Dataset records:
━━━━━━

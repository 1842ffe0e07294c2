use std::fmt;

use bytes::{Buf, BufMut, Bytes, BytesMut};

use super::param_header::*;
use super::param_type::*;
use super::*;
use crate::error::Error;

/// Add Outgoing Streams Request Parameter (RFC 6525 Sec 4.5)
///
/// 0                   1                   2                   3
/// 0 1 2 3 4 5 6 7 8 9 0 1 2 3 4 5 6 7 8 9 0 1 2 3 4 5 6 7 8 9 0 1
///+-+-+-+-+-+-+-+-+-+-+-+-+-+-+-+-+-+-+-+-+-+-+-+-+-+-+-+-+-+-+-+-+
///|     Parameter Type = 17       |      Parameter Length = 12    |
///+-+-+-+-+-+-+-+-+-+-+-+-+-+-+-+-+-+-+-+-+-+-+-+-+-+-+-+-+-+-+-+-+
///|          Re-configuration Request Sequence Number             |
///+-+-+-+-+-+-+-+-+-+-+-+-+-+-+-+-+-+-+-+-+-+-+-+-+-+-+-+-+-+-+-+-+
///|      Number of new streams    |         Reserved              |
///+-+-+-+-+-+-+-+-+-+-+-+-+-+-+-+-+-+-+-+-+-+-+-+-+-+-+-+-+-+-+-+-+
#[derive(Default, Debug, Clone, PartialEq)]
pub(crate) struct ParamAddOutgoingStreams {
    pub(crate) reconfig_request_sequence_number: u32,
    pub(crate) number_of_new_streams: u16,
}

impl fmt::Display for ParamAddOutgoingStreams {
    fn fmt(&self, f: &mut fmt::Formatter<'_>) -> fmt::Result {
        write!(
            f,
            "{} req={} new={}",
            self.header(),
            self.reconfig_request_sequence_number,
            self.number_of_new_streams
        )
    }
}

impl ParamBody for ParamAddOutgoingStreams {
    fn header(&self) -> ParamHeader {
        ParamHeader {
            typ: ParamType::AddOutStreamsReq,
            value_length: self.value_length() as u16,
        }
    }

    fn unmarshal(raw: &Bytes) -> Result<Self> {
        let header = ParamHeader::unmarshal(raw)?;

        if header.value_length() < 8 {
            return Err(Error::ErrAddOutgoingStreamsParamTooShort);
        }

        let reader =
            &mut raw.slice(PARAM_HEADER_LENGTH..PARAM_HEADER_LENGTH + header.value_length());
        let reconfig_request_sequence_number = reader.get_u32();
        let number_of_new_streams = reader.get_u16();

        Ok(ParamAddOutgoingStreams {
            reconfig_request_sequence_number,
            number_of_new_streams,
        })
    }

    fn marshal_to(&self, buf: &mut BytesMut) -> Result<usize> {
        self.header().marshal_to(buf)?;
        buf.put_u32(self.reconfig_request_sequence_number);
        buf.put_u16(self.number_of_new_streams);
        buf.put_u16(0); // reserved
        Ok(buf.len())
    }

    fn value_length(&self) -> usize {
        8
    }
}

━━━━━━

Exercise objective: Go through the listing and copy all of it exactly.

Answer space:
repository 1842ffe0e07294c2
use std::fmt;

use bytes::{Buf, BufMut, Bytes, BytesMut};

use super::param_header::*;
use super::param_type::*;
use super::*;
use crate::error::Error;

/// Add Outgoing Streams Request Parameter (RFC 6525 Sec 4.5)
///
/// 0                   1                   2                   3
/// 0 1 2 3 4 5 6 7 8 9 0 1 2 3 4 5 6 7 8 9 0 1 2 3 4 5 6 7 8 9 0 1
///+-+-+-+-+-+-+-+-+-+-+-+-+-+-+-+-+-+-+-+-+-+-+-+-+-+-+-+-+-+-+-+-+
///|     Parameter Type = 17       |      Parameter Length = 12    |
///+-+-+-+-+-+-+-+-+-+-+-+-+-+-+-+-+-+-+-+-+-+-+-+-+-+-+-+-+-+-+-+-+
///|          Re-configuration Request Sequence Number             |
///+-+-+-+-+-+-+-+-+-+-+-+-+-+-+-+-+-+-+-+-+-+-+-+-+-+-+-+-+-+-+-+-+
///|      Number of new streams    |         Reserved              |
///+-+-+-+-+-+-+-+-+-+-+-+-+-+-+-+-+-+-+-+-+-+-+-+-+-+-+-+-+-+-+-+-+
#[derive(Default, Debug, Clone, PartialEq)]
pub(crate) struct ParamAddOutgoingStreams {
    pub(crate) reconfig_request_sequence_number: u32,
    pub(crate) number_of_new_streams: u16,
}

impl fmt::Display for ParamAddOutgoingStreams {
    fn fmt(&self, f: &mut fmt::Formatter<'_>) -> fmt::Result {
        write!(
            f,
            "{} req={} new={}",
            self.header(),
            self.reconfig_request_sequence_number,
            self.number_of_new_streams
        )
    }
}

impl ParamBody for ParamAddOutgoingStreams {
    fn header(&self) -> ParamHeader {
        ParamHeader {
            typ: ParamType::AddOutStreamsReq,
            value_length: self.value_length() as u16,
        }
    }

    fn unmarshal(raw: &Bytes) -> Result<Self> {
        let header = ParamHeader::unmarshal(raw)?;

        if header.value_length() < 8 {
            return Err(Error::ErrAddOutgoingStreamsParamTooShort);
        }

        let reader =
            &mut raw.slice(PARAM_HEADER_LENGTH..PARAM_HEADER_LENGTH + header.value_length());
        let reconfig_request_sequence_number = reader.get_u32();
        let number_of_new_streams = reader.get_u16();

        Ok(ParamAddOutgoingStreams {
            reconfig_request_sequence_number,
            number_of_new_streams,
        })
    }

    fn marshal_to(&self, buf: &mut BytesMut) -> Result<usize> {
        self.header().marshal_to(buf)?;
        buf.put_u32(self.reconfig_request_sequence_number);
        buf.put_u16(self.number_of_new_streams);
        buf.put_u16(0); // reserved
        Ok(buf.len())
    }

    fn value_length(&self) -> usize {
        8
    }
}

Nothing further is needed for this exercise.